* [Task goal] Filter the data below, keeping only lines that contain "Rebalancer".

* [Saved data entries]
——
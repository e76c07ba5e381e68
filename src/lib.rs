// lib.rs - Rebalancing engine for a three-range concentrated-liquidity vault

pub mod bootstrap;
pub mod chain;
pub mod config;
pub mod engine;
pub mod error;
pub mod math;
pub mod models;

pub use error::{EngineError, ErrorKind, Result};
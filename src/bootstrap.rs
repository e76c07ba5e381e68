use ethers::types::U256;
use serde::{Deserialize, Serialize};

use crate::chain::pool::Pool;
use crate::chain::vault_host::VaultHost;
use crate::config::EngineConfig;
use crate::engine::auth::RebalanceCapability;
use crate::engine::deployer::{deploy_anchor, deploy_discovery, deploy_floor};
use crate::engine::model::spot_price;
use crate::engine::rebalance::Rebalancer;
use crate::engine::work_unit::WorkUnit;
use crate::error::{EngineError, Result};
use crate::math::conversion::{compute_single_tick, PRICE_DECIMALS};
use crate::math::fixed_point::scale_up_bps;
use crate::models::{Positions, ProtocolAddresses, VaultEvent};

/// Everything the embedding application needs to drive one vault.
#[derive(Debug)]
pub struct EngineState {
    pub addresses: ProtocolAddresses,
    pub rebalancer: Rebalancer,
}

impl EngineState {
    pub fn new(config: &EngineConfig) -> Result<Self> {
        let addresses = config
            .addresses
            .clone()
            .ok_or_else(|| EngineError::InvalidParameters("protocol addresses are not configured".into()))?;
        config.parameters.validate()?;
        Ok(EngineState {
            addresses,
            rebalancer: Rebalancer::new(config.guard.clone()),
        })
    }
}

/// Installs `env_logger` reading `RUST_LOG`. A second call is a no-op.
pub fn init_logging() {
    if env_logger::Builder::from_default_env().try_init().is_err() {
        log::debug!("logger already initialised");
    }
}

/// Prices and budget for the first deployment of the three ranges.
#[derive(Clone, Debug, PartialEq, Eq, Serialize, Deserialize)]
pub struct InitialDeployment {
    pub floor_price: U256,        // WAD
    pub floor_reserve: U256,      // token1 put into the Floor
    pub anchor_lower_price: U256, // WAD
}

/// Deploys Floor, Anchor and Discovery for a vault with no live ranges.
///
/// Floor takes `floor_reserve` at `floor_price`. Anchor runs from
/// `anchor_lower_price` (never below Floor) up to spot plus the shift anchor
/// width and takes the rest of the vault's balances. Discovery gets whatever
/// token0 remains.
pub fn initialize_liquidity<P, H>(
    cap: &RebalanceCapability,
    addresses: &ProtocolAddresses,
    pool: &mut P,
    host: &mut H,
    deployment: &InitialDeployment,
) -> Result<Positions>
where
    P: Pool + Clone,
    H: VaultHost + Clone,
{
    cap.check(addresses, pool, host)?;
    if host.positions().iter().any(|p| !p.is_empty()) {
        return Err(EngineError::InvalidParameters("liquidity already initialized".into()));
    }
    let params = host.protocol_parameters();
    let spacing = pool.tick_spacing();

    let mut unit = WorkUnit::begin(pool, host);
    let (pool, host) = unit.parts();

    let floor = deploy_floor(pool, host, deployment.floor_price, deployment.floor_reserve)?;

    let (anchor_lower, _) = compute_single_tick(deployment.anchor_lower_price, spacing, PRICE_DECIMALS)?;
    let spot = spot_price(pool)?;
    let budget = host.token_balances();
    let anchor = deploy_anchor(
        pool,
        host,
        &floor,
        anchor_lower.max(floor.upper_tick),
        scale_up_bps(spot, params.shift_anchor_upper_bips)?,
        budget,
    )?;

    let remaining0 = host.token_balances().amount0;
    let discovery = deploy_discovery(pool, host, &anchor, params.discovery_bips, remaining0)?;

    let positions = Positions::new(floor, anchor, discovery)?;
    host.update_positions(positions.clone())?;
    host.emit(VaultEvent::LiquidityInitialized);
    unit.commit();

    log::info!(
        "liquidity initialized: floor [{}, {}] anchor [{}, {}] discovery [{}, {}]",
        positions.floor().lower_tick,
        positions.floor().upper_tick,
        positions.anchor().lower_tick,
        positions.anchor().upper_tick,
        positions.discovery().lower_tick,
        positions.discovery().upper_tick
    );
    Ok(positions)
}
——
* [Finished task]
use crate::engine::rebalance::Rebalancer;
    pub rebalancer: Rebalancer,
            rebalancer: Rebalancer::new(config.guard.clone()),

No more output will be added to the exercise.